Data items

::::::

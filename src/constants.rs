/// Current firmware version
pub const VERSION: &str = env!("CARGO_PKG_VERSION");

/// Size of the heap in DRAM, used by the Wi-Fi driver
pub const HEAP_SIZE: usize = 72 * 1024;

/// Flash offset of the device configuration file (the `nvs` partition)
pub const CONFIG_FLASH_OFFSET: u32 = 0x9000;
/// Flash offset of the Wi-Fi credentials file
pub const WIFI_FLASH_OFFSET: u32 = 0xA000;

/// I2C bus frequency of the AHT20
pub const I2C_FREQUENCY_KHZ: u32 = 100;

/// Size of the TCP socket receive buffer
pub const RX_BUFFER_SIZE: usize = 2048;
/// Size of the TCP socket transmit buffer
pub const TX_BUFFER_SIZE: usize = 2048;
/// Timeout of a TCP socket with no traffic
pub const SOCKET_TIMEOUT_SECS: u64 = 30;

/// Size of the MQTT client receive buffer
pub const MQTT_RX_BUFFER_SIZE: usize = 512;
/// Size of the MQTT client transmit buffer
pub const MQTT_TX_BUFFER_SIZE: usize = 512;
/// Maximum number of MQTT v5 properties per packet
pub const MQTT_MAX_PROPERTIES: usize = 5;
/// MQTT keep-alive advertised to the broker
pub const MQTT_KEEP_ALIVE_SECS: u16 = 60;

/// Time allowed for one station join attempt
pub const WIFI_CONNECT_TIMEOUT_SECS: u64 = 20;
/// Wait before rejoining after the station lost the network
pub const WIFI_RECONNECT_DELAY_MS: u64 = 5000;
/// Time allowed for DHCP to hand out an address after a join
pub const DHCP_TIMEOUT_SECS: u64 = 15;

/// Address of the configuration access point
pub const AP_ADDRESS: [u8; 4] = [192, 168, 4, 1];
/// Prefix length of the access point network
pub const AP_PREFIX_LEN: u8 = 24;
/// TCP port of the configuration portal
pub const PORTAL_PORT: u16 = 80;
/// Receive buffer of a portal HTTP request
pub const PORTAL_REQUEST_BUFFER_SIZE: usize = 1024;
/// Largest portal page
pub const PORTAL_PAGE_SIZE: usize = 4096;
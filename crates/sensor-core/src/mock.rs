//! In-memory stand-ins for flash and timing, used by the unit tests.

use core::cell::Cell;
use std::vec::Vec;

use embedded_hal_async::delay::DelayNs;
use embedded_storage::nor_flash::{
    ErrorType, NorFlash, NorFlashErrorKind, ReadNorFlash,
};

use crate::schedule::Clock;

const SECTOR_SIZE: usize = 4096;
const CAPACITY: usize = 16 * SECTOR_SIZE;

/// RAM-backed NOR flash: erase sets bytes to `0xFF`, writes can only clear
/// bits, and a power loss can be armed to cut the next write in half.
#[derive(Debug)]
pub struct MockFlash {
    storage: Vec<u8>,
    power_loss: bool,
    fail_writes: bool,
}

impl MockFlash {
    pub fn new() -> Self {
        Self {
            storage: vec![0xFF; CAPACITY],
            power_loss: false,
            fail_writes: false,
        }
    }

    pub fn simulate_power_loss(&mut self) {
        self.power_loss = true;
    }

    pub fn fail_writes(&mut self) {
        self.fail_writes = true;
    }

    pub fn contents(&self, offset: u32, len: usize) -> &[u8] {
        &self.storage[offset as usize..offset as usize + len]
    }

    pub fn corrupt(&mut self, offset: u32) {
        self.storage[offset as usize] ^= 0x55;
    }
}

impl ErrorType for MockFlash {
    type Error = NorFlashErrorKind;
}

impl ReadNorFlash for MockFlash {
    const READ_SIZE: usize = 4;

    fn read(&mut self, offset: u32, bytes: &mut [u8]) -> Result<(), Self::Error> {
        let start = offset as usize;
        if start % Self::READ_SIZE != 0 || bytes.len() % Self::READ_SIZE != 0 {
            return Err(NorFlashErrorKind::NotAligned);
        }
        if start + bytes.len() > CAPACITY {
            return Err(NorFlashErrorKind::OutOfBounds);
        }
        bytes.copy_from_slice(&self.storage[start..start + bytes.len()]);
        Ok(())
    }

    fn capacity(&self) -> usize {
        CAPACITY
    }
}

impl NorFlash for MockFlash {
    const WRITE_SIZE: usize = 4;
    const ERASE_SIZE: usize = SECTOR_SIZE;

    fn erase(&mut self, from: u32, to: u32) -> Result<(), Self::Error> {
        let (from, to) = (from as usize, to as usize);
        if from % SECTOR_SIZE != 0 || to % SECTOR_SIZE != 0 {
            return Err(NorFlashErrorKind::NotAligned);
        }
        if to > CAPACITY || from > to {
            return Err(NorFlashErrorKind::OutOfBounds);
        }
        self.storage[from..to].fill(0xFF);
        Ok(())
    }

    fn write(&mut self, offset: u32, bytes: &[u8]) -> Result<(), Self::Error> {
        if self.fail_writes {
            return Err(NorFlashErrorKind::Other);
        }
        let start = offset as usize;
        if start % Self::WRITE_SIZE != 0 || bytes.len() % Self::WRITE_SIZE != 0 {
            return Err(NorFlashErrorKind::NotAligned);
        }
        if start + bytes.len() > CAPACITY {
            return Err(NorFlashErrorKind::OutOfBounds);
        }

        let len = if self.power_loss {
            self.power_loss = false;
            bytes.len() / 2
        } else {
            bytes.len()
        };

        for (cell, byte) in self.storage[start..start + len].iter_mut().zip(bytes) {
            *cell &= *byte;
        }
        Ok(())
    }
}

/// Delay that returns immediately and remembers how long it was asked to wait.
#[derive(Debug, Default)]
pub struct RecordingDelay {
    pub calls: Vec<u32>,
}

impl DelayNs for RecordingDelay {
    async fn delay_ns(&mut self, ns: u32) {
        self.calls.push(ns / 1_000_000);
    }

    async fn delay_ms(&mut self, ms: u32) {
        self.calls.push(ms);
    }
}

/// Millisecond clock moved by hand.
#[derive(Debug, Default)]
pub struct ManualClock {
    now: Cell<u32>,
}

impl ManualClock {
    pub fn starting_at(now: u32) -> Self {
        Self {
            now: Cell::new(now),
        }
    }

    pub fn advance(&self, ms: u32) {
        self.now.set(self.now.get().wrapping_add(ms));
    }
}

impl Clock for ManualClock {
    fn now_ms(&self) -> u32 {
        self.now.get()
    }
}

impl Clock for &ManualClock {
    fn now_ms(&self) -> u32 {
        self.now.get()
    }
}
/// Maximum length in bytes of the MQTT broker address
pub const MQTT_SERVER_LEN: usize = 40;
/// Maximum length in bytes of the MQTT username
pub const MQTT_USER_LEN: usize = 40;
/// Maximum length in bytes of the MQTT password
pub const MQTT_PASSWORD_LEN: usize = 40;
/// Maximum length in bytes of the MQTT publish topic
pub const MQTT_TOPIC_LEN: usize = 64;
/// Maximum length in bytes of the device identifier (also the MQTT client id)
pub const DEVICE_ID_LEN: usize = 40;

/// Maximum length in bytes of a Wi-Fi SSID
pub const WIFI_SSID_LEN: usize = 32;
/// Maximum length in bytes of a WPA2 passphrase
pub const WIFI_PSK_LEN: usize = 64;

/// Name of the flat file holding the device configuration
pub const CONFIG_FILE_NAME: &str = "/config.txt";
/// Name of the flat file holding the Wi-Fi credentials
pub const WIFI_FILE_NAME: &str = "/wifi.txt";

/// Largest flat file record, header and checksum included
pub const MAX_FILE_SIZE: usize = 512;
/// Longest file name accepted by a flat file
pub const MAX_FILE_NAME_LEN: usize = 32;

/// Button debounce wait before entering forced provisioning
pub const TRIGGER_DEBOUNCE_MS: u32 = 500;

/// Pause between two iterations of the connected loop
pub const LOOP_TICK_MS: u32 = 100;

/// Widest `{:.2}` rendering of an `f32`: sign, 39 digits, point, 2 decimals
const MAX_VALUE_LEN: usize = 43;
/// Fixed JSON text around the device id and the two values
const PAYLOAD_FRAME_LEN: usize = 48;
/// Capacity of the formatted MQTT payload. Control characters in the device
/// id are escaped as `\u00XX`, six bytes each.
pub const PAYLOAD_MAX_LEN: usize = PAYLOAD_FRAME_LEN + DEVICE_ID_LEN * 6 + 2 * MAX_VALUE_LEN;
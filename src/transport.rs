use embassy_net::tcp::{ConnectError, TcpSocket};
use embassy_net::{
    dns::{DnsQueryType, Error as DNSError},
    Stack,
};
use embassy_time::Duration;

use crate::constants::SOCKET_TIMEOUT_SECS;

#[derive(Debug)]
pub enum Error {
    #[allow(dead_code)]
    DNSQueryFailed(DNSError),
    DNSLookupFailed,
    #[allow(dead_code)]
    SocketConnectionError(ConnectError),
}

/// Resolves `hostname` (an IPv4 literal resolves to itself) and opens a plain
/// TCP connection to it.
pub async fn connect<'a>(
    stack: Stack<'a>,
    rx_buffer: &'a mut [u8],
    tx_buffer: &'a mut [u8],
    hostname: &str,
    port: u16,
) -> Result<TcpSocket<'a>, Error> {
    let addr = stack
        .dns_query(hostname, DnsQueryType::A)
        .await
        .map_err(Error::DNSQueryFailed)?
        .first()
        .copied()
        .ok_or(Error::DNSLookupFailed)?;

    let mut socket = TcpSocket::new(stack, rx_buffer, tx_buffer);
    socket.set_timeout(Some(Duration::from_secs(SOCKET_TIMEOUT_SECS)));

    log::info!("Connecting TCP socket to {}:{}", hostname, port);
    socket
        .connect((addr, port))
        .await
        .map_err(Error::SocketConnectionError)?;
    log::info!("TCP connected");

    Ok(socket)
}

::::::

Which lines above run from the one containing "of the AHT20" to the one containing "properties per packet"? Give them again exactly, both ends included.

■ Exercise response:
/// I2C bus frequency of the AHT20
pub const I2C_FREQUENCY_KHZ: u32 = 100;

/// Size of the TCP socket receive buffer
pub const RX_BUFFER_SIZE: usize = 2048;
/// Size of the TCP socket transmit buffer
pub const TX_BUFFER_SIZE: usize = 2048;
/// Timeout of a TCP socket with no traffic
pub const SOCKET_TIMEOUT_SECS: u64 = 30;

/// Size of the MQTT client receive buffer
pub const MQTT_RX_BUFFER_SIZE: usize = 512;
/// Size of the MQTT client transmit buffer
pub const MQTT_TX_BUFFER_SIZE: usize = 512;
/// Maximum number of MQTT v5 properties per packet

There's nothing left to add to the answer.